EXERCISE DIRECTIONS: Where a line holds the word "name", copy that line from the data below.

───── DATASET CONTENT ─────

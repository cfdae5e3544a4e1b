//! Opaque service-to-service tokens.
//!
//! A static registry from shared secret to client name, loaded from
//! configuration at startup. S2S callers may also declare the workspace and
//! actor they act for via `X-Workspace-Id` / `X-Actor-Id`.

use std::collections::HashMap;

use axum::http::HeaderMap;
use thiserror::Error;

/// Optional header naming the workspace an S2S call acts in.
pub const WORKSPACE_HEADER: &str = "x-workspace-id";
/// Optional header naming the actor an S2S call acts for.
pub const ACTOR_HEADER: &str = "x-actor-id";

/// A caller-declared identity header that is present but unusable.
#[derive(Debug, Clone, PartialEq, Eq, Error)]
pub enum HeaderError {
    /// Header present but empty after trimming.
    #[error("{0} header must not be blank")]
    Blank(&'static str),
    /// Header present but not visible ASCII (non-ASCII UTF-8 included).
    #[error("{0} header contains invalid characters")]
    Invalid(&'static str),
}

/// Workspace and actor declared by an S2S caller; empty when not sent.
#[derive(Debug, Clone, Default, PartialEq, Eq)]
pub struct DeclaredIdentity {
    /// From `X-Workspace-Id`.
    pub workspace_id: String,
    /// From `X-Actor-Id`.
    pub actor_id: String,
}

/// Registry of opaque S2S tokens.
#[derive(Debug, Default)]
pub struct ServiceTokenStore {
    tokens: HashMap<String, String>,
}

impl ServiceTokenStore {
    /// Create an empty registry.
    #[must_use]
    pub fn new() -> Self {
        Self::default()
    }

    /// Register `token` for `client`. Empty tokens are ignored so an unset
    /// config value can never authenticate anyone.
    ///
    /// Returns `true` if the token was registered.
    pub fn register_token(&mut self, token: &str, client: &str) -> bool {
        if token.is_empty() {
            return false;
        }
        self.tokens.insert(token.to_string(), client.to_string());
        true
    }

    /// Client name for `token`, if registered.
    #[must_use]
    pub fn validate_token(&self, token: &str) -> Option<&str> {
        self.tokens.get(token).map(String::as_str)
    }

    /// Read the optional identity headers. Absent headers yield empty
    /// values; present ones must be non-blank after trimming.
    pub fn validate_optional_headers(headers: &HeaderMap) -> Result<DeclaredIdentity, HeaderError> {
        Ok(DeclaredIdentity {
            workspace_id: optional_header(headers, WORKSPACE_HEADER, "X-Workspace-Id")?,
            actor_id: optional_header(headers, ACTOR_HEADER, "X-Actor-Id")?,
        })
    }

    /// Number of registered tokens.
    #[must_use]
    pub fn len(&self) -> usize {
        self.tokens.len()
    }

    /// `true` when nothing is registered.
    #[must_use]
    pub fn is_empty(&self) -> bool {
        self.tokens.is_empty()
    }
}

fn optional_header(
    headers: &HeaderMap,
    name: &str,
    display: &'static str,
) -> Result<String, HeaderError> {
    let Some(value) = headers.get(name) else {
        return Ok(String::new());
    };
    let value = value.to_str().map_err(|_| HeaderError::Invalid(display))?.trim();
    if value.is_empty() {
        return Err(HeaderError::Blank(display));
    }
    Ok(value.to_string())
}

#[cfg(test)]
mod tests {
    use axum::http::HeaderValue;

    use super::*;

    #[test]
    fn registered_token_resolves_to_client() {
        let mut store = ServiceTokenStore::new();
        assert!(store.register_token("static-xyz", "crm-web"));

        assert_eq!(store.validate_token("static-xyz"), Some("crm-web"));
        assert_eq!(store.validate_token("static-xy"), None);
        assert_eq!(store.validate_token("STATIC-XYZ"), None);
    }

    #[test]
    fn empty_token_is_never_registered() {
        let mut store = ServiceTokenStore::new();

        assert!(!store.register_token("", "crm-web"));
        assert!(store.is_empty());
        assert_eq!(store.validate_token(""), None);
    }

    #[test]
    fn absent_headers_yield_empty_identity() {
        let identity = ServiceTokenStore::validate_optional_headers(&HeaderMap::new()).unwrap();

        assert_eq!(identity, DeclaredIdentity::default());
    }

    #[test]
    fn present_headers_are_trimmed() {
        let mut headers = HeaderMap::new();
        headers.insert(WORKSPACE_HEADER, HeaderValue::from_static(" ws_1 "));
        headers.insert(ACTOR_HEADER, HeaderValue::from_static("svc-importer"));

        let identity = ServiceTokenStore::validate_optional_headers(&headers).unwrap();

        assert_eq!(identity.workspace_id, "ws_1");
        assert_eq!(identity.actor_id, "svc-importer");
    }

    #[test]
    fn blank_header_is_an_error() {
        let mut headers = HeaderMap::new();
        headers.insert(WORKSPACE_HEADER, HeaderValue::from_static("   "));

        let err = ServiceTokenStore::validate_optional_headers(&headers).unwrap_err();

        assert_eq!(err, HeaderError::Blank("X-Workspace-Id"));
        assert_eq!(err.to_string(), "X-Workspace-Id header must not be blank");
    }

    #[test]
    fn non_ascii_header_is_an_error() {
        let mut headers = HeaderMap::new();
        headers.insert(ACTOR_HEADER, HeaderValue::from_bytes(b"\xffactor").unwrap());

        let err = ServiceTokenStore::validate_optional_headers(&headers).unwrap_err();

        assert_eq!(err, HeaderError::Invalid("X-Actor-Id"));
    }

    #[test]
    fn utf8_header_outside_ascii_is_an_error() {
        // GIVEN: well-formed UTF-8 that is not visible ASCII
        let mut headers = HeaderMap::new();
        headers.insert(WORKSPACE_HEADER, HeaderValue::from_bytes("wörk".as_bytes()).unwrap());

        // WHEN
        let err = ServiceTokenStore::validate_optional_headers(&headers).unwrap_err();

        // THEN: rejected the same way as raw bytes
        assert_eq!(err, HeaderError::Invalid("X-Workspace-Id"));
    }
}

─────

EXERCISE RESPONSE:
//! A static registry from shared secret to client name, loaded from
    /// Client name for `token`, if registered.
    name: &str,
    let Some(value) = headers.get(name) else {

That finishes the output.